A tensor product of algebras is basically the direct product of the
polyhedra, and we can get precisely the thing we want if only we find a
map from the cellular chains on Kn to the cellular chains on
KnxKn fulfilling a few neat properties.
This map is what is known in the literature as the Saneblidze-Umble
diagonal from the people who presented it in a paper from the late 90s.
They describe in that paper, and more clearly in a later paper, how to
actually get hold of one map with the right properties. The road goes
over basic matrices, derived matrices and connecting matrices to trees
describing associations.
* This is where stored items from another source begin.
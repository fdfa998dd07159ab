//! Grid-addressed coordinates and the containers keyed by them.

use crate::entity::Direction;
use crate::map::Map;
use std::collections::HashMap;

/// A position on the game grid. The fractional part is the offset within
/// the containing cell; entities sit at `(cell + 0.5)` when they are flush
/// with a cell centre.
#[derive(Debug, Clone, Copy, PartialEq, Default)]
pub struct Point {
    pub x: f64,
    pub y: f64,
}

impl Point {
    pub fn new(x: f64, y: f64) -> Self {
        Self { x, y }
    }

    /// The containing grid cell as integer coordinates.
    pub fn grid(&self) -> (i32, i32) {
        (self.x.floor() as i32, self.y.floor() as i32)
    }

    /// The containing grid cell, with the fractional offset truncated away.
    pub fn grid_coord(&self) -> Point {
        Point::new(self.x.floor(), self.y.floor())
    }

    /// The centre of the containing grid cell.
    pub fn centred(&self) -> Point {
        Point::new(self.x.floor() + 0.5, self.y.floor() + 0.5)
    }

    /// Whether this point lies within `tolerance` of its cell centre on
    /// both axes.
    pub fn is_centred(&self, tolerance: f64) -> bool {
        let centre = self.centred();
        (self.x - centre.x).abs() <= tolerance && (self.y - centre.y).abs() <= tolerance
    }

    /// The point reached by travelling `distance` cells in `direction`.
    pub fn move_in_direction(&self, direction: Direction, distance: f64) -> Point {
        let (dx, dy) = direction.offset();
        Point::new(self.x + dx * distance, self.y + dy * distance)
    }

    pub fn in_same_cell(&self, other: &Point) -> bool {
        self.grid() == other.grid()
    }
}

/// An associative container keyed by the grid cell of a [`Point`], never by
/// the fractional offset. Keys linearise as `y * max_x + x`; `max_x` is
/// fixed at construction from the bound [`Map`] and never changes.
#[derive(Debug, Clone)]
pub struct PointMap<V> {
    max_x: i32,
    inner: HashMap<i32, V>,
}

impl<V> PointMap<V> {
    pub fn new(map: &Map) -> Self {
        Self::with_max_x(map.max_x())
    }

    pub fn with_max_x(max_x: i32) -> Self {
        Self {
            max_x,
            inner: HashMap::new(),
        }
    }

    fn key(&self, p: Point) -> i32 {
        let (x, y) = p.grid();
        y * self.max_x + x
    }

    fn point_from_key(&self, key: i32) -> Point {
        let x = key % self.max_x;
        let y = (key - x) / self.max_x;
        Point::new(x as f64, y as f64)
    }

    pub fn insert(&mut self, p: Point, value: V) -> Option<V> {
        let key = self.key(p);
        self.inner.insert(key, value)
    }

    pub fn get(&self, p: Point) -> Option<&V> {
        self.inner.get(&self.key(p))
    }

    pub fn get_mut(&mut self, p: Point) -> Option<&mut V> {
        let key = self.key(p);
        self.inner.get_mut(&key)
    }

    pub fn remove(&mut self, p: Point) -> Option<V> {
        let key = self.key(p);
        self.inner.remove(&key)
    }

    pub fn contains(&self, p: Point) -> bool {
        self.inner.contains_key(&self.key(p))
    }

    pub fn len(&self) -> usize {
        self.inner.len()
    }

    pub fn is_empty(&self) -> bool {
        self.inner.is_empty()
    }

    pub fn clear(&mut self) {
        self.inner.clear();
    }

    /// Keys as grid-coordinate points, in linearised-key order. Iteration
    /// order is deterministic but not otherwise meaningful.
    pub fn keys(&self) -> Vec<Point> {
        let mut keys: Vec<i32> = self.inner.keys().copied().collect();
        keys.sort_unstable();
        keys.into_iter().map(|k| self.point_from_key(k)).collect()
    }

    pub fn values(&self) -> impl Iterator<Item = &V> {
        self.inner.values()
    }

    pub fn values_mut(&mut self) -> impl Iterator<Item = &mut V> {
        self.inner.values_mut()
    }
}

/// The set form of [`PointMap`]: membership by grid cell only.
#[derive(Debug, Clone)]
pub struct PointSet {
    inner: PointMap<()>,
}

impl PointSet {
    pub fn new(map: &Map) -> Self {
        Self::with_max_x(map.max_x())
    }

    pub fn with_max_x(max_x: i32) -> Self {
        Self {
            inner: PointMap::with_max_x(max_x),
        }
    }

    /// Returns true if the cell was not already present.
    pub fn insert(&mut self, p: Point) -> bool {
        self.inner.insert(p, ()).is_none()
    }

    pub fn contains(&self, p: Point) -> bool {
        self.inner.contains(p)
    }

    pub fn remove(&mut self, p: Point) -> bool {
        self.inner.remove(p).is_some()
    }

    pub fn len(&self) -> usize {
        self.inner.len()
    }

    pub fn is_empty(&self) -> bool {
        self.inner.is_empty()
    }
}
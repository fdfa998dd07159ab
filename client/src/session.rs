//! Session control surface for a replica: wires the gameplay pipelines,
//! the replica telemetry and the fixed-tick scheduler together.

use crate::input::InputBuffer;
use crate::pipeline::ClientGameplayHandler;
use crate::telemetry::ReplicaTelemetry;
use log::info;
use shared::protocol::Input;
use shared::{GameConfig, Map, Scheduler};
use std::sync::Arc;
use std::time::Duration;
use tokio::sync::mpsc;
use tokio::sync::RwLock;

pub struct ReplicaSession {
    telemetry: Arc<RwLock<ReplicaTelemetry>>,
    handler: ClientGameplayHandler,
    keypress_tx: mpsc::UnboundedSender<Input>,
    scheduler: Option<Scheduler>,
    tick: Duration,
    client_id: usize,
}

impl ReplicaSession {
    /// Builds the session over an already-bound transport: a send queue
    /// towards the host and a receive queue of host packets.
    pub fn new(
        config: GameConfig,
        map: Map,
        num_players: usize,
        client_id: usize,
        transport_out: mpsc::UnboundedSender<String>,
        transport_in: mpsc::UnboundedReceiver<String>,
    ) -> Self {
        let (keypress_tx, keypress_rx) = mpsc::unbounded_channel();
        let (telemetry_tx, telemetry_rx) = mpsc::unbounded_channel();
        let tick = config.tick;
        let telemetry = Arc::new(RwLock::new(ReplicaTelemetry::new(
            config,
            map,
            num_players,
            client_id,
            telemetry_rx,
        )));
        let handler =
            ClientGameplayHandler::spawn(keypress_rx, transport_out, transport_in, telemetry_tx);
        Self {
            telemetry,
            handler,
            keypress_tx,
            scheduler: None,
            tick,
            client_id,
        }
    }

    /// Shared handle to the mirrored state, for a read-only render pass.
    pub fn telemetry(&self) -> Arc<RwLock<ReplicaTelemetry>> {
        Arc::clone(&self.telemetry)
    }

    /// A buffer feeding this client's inputs into the outgoing pipeline.
    pub fn input_buffer(&self) -> InputBuffer {
        InputBuffer::new(self.client_id, self.keypress_tx.clone())
    }

    /// Spawns the replica tick loop. Idempotent: calling again while a
    /// loop exists is a no-op. The loop ends on its own when a STOP packet
    /// arrives.
    pub fn start_game(&mut self) {
        if self.scheduler.is_some() {
            return;
        }
        info!("starting replica tick loop for client {}", self.client_id);
        let telemetry = Arc::clone(&self.telemetry);
        self.scheduler = Some(Scheduler::spawn(self.tick, move || {
            let telemetry = Arc::clone(&telemetry);
            async move { telemetry.write().await.tick() }
        }));
    }

    /// Stops the tick loop and tears the pipelines down. Idempotent.
    pub async fn stop_game(&mut self) {
        self.telemetry.write().await.stop_game();
        if let Some(scheduler) = &self.scheduler {
            scheduler.stop();
        }
        self.handler.close();
    }

    pub fn pause(&self) {
        if let Some(scheduler) = &self.scheduler {
            scheduler.pause();
        }
    }

    pub fn resume(&self) {
        if let Some(scheduler) = &self.scheduler {
            scheduler.resume();
        }
    }
}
I'd like to take this opportunity to work
through the implementation I just wrote of an enumerator for these,
displaying the code and discussing it a little bit.
This post will be written as literate Haskell, so copy the text into a
file, and then just save it as SaneblidzeUmble.lhs and you're ready
to go.
So, we will build a module named SaneblidzeUmble that shall contain the
code:
> module SaneblidzeUmble where
We're going to juggle a lot with lists, and a little with potentially
failing calculations, so we're going to include a couple of standard
utility function sets too.
> import Data.List
> import Data.Maybe
Permutations and staircase matrices
The issue we'll want to solve in the end is to enumerate all the terms
entering into a diagonal on KnxKn for one fixed n.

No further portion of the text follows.